昨年、祖母が亡くなったときのnoteにたくさんの♡をいただき驚いたことがあったが、

もうひとり、故人の話を書こうと思う。
亡くなってすでに20年近くになる、父方の祖父のことだ。

私は祖父を尊敬している。尊敬という言葉を知らないくらい幼い頃から、祖父は他の大人とは一味違う凄い人だと感じていた。


祖父はもともと田舎の職人集団の出身らしく、学歴など持たず、身体ひとつで都会へ出て人生を切り開いてきた人であった。
戦時中は大連に行ったらしいが無事に戻り、妹たちの親代わりとして働き続け、なんと妹たちを学校へ行かせてお嫁に出すところまで面倒をみたという。
その後は全国的にもよく知られている上場企業で定年まで働き、苦労ばかりではなく、世界各地の絶景ポイントへの旅を楽しんだりもしていた。


祖父のルーツについて、詳しいことは、もう誰にも分からない。


祖父は頭が良く手先が器用で、身の回りの物の修理も上手く、シルバニアファミリーのミニチュア家具作りから自宅のリフォームまで何でもこなしていた。
私が美術系に進みそれなりに良い成績を取り、さらに手作業の職に就くことができたのは、祖父の血筋のおかげだと思っている。


祖父にとっては私は初孫で、とても大事にしてもらった。
小学校の夏休み中、私だけの特権のように、あちこちに連れて行ってもらっていた。


銀山跡や鉱物博物館を見学したり、各地の鍾乳洞へ車を走らせたり、鳥取砂丘まで泊まりがけで遠出することもあった。

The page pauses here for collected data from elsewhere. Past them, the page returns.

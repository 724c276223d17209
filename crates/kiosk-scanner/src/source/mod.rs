//! Input event sources.
//!
//! An [`InputSource`] yields timed [`InputEvent`]s for the keystroke decoder.
//! Two implementations exist:
//!
//! - [`TerminalSource`] reads `crossterm` key and paste events from a raw-mode
//!   terminal with a keyboard-emulating scanner attached.
//! - [`SyntheticSource`] is fed through a [`SyntheticSourceHandle`] and is
//!   used for tests and demos where timing must be deterministic.
//!
//! Traits use native `async fn` (Edition 2024), no `async_trait` needed.

#![allow(async_fn_in_trait)]

mod synthetic;
mod terminal;

pub use synthetic::{SyntheticSource, SyntheticSourceHandle};
pub use terminal::TerminalSource;

use crate::decoder::{KeystrokeDecoder, ScanCode};
use crate::error::Result;
use crate::event::InputEvent;

/// A producer of input events.
pub trait InputSource {
    /// Wait for the next event.
    ///
    /// # Errors
    ///
    /// Returns [`SourceError::Disconnected`](crate::SourceError::Disconnected)
    /// once the source is exhausted, or an I/O error from the underlying
    /// reader.
    async fn next_event(&mut self) -> Result<InputEvent>;

    /// Human-readable name for logs.
    fn name(&self) -> &str;
}

/// Read events from `source` until the decoder completes a scan.
///
/// # Errors
///
/// Propagates the first error returned by the source.
pub async fn next_scan<S: InputSource>(
    source: &mut S,
    decoder: &mut KeystrokeDecoder,
) -> Result<ScanCode> {
    loop {
        let event = source.next_event().await?;
        if let Some(code) = decoder.feed(event) {
            return Ok(code);
        }
    }
}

思い返してみればユニークな地学スポットばかりだが、この経験が後の私の仕事に好影響をもたらしたのは間違いない。
私はファッションや財産としての宝石が好きなのではなく、そのルーツとなる地球を知ることが好きなのだ。
祖父は私に、たくさんのインスピレーションを与えてくれた。



そういえば私が7歳くらいのとき、祖父がおはじきの入った漆塗り風の箱をお土産にくれた。
ガラスのおはじきに混じって、なぜかひとつだけ、赤縞瑪瑙の磨き石が入っていた。


赤縞瑪瑙、サードニクス(サードオニキス)は、8月の誕生石でもある。

やや地味な石なので、誕生石として好きだという人は少ないかもしれないが、よく見れば素朴で味わいのある石だ。カメオや彫刻の素材にもなり、クリエイティブな一面もある。
ルビーの華やかさはなくても、朱色がかった赤は日本らしい身近な色彩だし、使い方次第で唯一無二のアートにもなるのだ。

不定形で表面だけなめらかに磨かれた赤縞瑪瑙を、私は手のひらにのせて眺めたり、ルーペで観察したり、舌の先で舐めてみたり、光に透かせて遊んでいた。
ありふれた安価な石だが、子どもの私にとっては、正真正銘の宝石だった。

祖父が亡くなる前に、
「ねえ、おはじきの箱を憶えてる?どうしてひとつだけ瑪瑙が混じっていたの?」
と訊いておけばよかったと、今でも思っている。